С соседней улицы, из-за угла, послышался глухой топот множества ног. Наступило мертвое молчание. Напряженные лица рабочих застыли, руки их судорожно стиснули трости, палки, камни. Но вдруг все облегченно вздохнули. Из-за угла показалась толпа рабочих. Это были бастующие со складов «Братьев Фернандес» и «Эгейского моря» и маленькая группа из «Восточных Табаков», не все там решились бастовать. Лавина бастующих увеличилась. Сейчас их шло уже не менее восьмисот человек. И все знали, что к площади направляются бастующие с других складов. Рабочие почувствовали свою силу, настроение их снова поднялось. Впереди показались двое пеших полицейских; завидев толпу, они повернулись и бросились бежать. Их бегство приободрило рабочих, они стали высмеивать полицию. Но тотчас же, развернутое плотной цепью, показалось целое полицейское отделение. Бастующие поняли: инспектор приберегает конный эскадрон, чтобы послать его на площадь, а может быть, этот эскадрон уже разгоняет стачечников, идущих со складов в западной части города. Перед цепью шел худенький светлоусый унтер-офицер с дубинкой.

– Назад! – крикнул он. – Разойдись!

К нему бросилась было Спасуна, но товарищи благоразумно удержали ее.

– Что ты делаешь, убийца! – завопила она.

– Назад! Назад! – все более тревожно и неуверенно кричал унтер, сбитый с толку порывом Спасуны и растерявшийся при виде численного превосходства бастующих.

С ним было не более тридцати человек. Заглушаемый стуком ботинок, налымов и сапог, голос его звучал беспомощно.

– Справимся, товарищи! – бодро выкрикнул кто-то. – Их мало!

– Смелее вперед! – воскликнул другой.

Расстояние между полицейскими и бастующими уменьшалось.

– Назад! Дам приказ стрелять! – кричал унтер.

Он выхватил пистолет из кобуры. Так же поступили и его подчиненные. Передняя группа бастующих дрогнула, однако рабочие по-прежнему шли вперед. Завидев полицию, люди испугались; но теперь они снова были полны мрачной решимости. Всем уже стало ясно, что три десятка полицейских – ничто по сравнению с толпой в семьсот-восемьсот человек. Даже самые несмелые понимали, что унтер вряд ли решится на кровопролитие. Впрочем, это было заметно и по его растерянному голосу.

– Молокосос! – сказал кто-то.

– Поджилки трясутся!

– Шапками закидаем!

Стачечники смеялись, но вдруг унтер выстрелил, а за ним открыли огонь и другие полицейские. Толпа остановилась и, как волна, ударившаяся о стену, отхлынула назад. Началась суматоха. Раздались крики.

– Бегите! – в панике закричал кто-то. – В людей стреляют!
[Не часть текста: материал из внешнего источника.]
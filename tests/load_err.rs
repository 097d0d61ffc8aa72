use f2s::{
    F2sError, Scope,
    loader::{load_serialized_graph_from_path, load_serialized_graph_from_str, load_task_list_from_str},
};
use std::path::Path;

#[test]
fn task_without_id_points_at_the_entry() {
    let err = load_serialized_graph_from_str(
        r#"
tasks_graph:
  "1":
    - type: puppet
"#,
    )
    .unwrap_err();
    let F2sError::Schema { details, .. } = err else {
        panic!("expected schema error, got {err:?}");
    };
    assert_eq!(
        details[0].location.json_pointer.as_deref(),
        Some("/tasks_graph/1/0")
    );
    assert!(details[0].message.contains("id"), "{}", details[0].message);
}

#[test]
fn node_id_must_be_scalar() {
    let err = load_serialized_graph_from_str(
        r#"
tasks_graph:
  "1":
    - id: hosts
      type: puppet
      requires:
        - name: globals
          node_id: [1, 2]
"#,
    )
    .unwrap_err();
    assert!(matches!(err, F2sError::Schema { .. }), "{err}");
}

#[test]
fn library_entry_without_type_is_rejected() {
    let err = load_task_list_from_str("- id: netconfig\n  requires: [globals]\n", Scope::Anchor)
        .unwrap_err();
    let msg = err.to_string();
    assert!(msg.starts_with("Schema validation failed"), "{msg}");
    assert!(msg.contains("(/0)"), "{msg}");
}

#[test]
fn yaml_error_reports_line() {
    let err = load_serialized_graph_from_str("tasks_graph:\n  \"1\": [\n    {id: a\n").unwrap_err();
    let location = err.location().cloned().unwrap_or_default();
    assert!(matches!(err, F2sError::Yaml { .. }), "{err}");
    assert_eq!(location.path.as_deref(), Some("<inline>"));
    assert!(location.line.is_some());
}

#[test]
fn missing_file_names_the_path() {
    let err = load_serialized_graph_from_path(Path::new("fixtures/does_not_exist.yaml"))
        .unwrap_err();
    assert_eq!(
        err.location().and_then(|l| l.describe()).as_deref(),
        Some("fixtures/does_not_exist.yaml")
    );
}
mod actionable_kind;
mod dangling_reference;
mod task_id_shape;

use crate::graph::DependencyGraph;

pub use actionable_kind::ActionableKindRule;
pub use dangling_reference::DanglingReferenceRule;
pub use task_id_shape::TaskIdShapeRule;

/// Run the built-in lint rules over a built graph. None of them is fatal.
pub fn lint_builtin_rules(graph: &DependencyGraph) -> Vec<String> {
    let mut errors = DanglingReferenceRule::check(graph);
    errors.extend(ActionableKindRule::check(graph));
    errors.extend(TaskIdShapeRule::check(graph));
    errors
}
Но стреляли в воздух, и это испугало только женщин. Стремясь использовать панику, полицейские бросились вперед, нанося удары дубинками. Однако Спасуна и ветераны ответили на это градом камней. Унтер оказался новичком. Схватившись с первыми рядами толпы, полицейские не посмели в нее врезаться, опасаясь, как бы не оказаться окруженными и не попасть в тяжелое положение. Один из них выстрелил еще раз, но стачечники закидали его камнями. Поняв, что их начальник допустил тактическую ошибку, полицейские обратились в бегство. Первая схватка закончилась победой бастующих. Унтер признал это со стыдом. Лицо его блестело от пота. Он был напуган и разъярен. Немного приободрившись, он собрал своих людей и снова повел их вперед. Полицейские пошли за ним неохотно.

– Не бойтесь расследований!.. – подбадривал он их мрачно. – Это предатели, подрывные элементы… Нам черным по белому приказано – остановить их!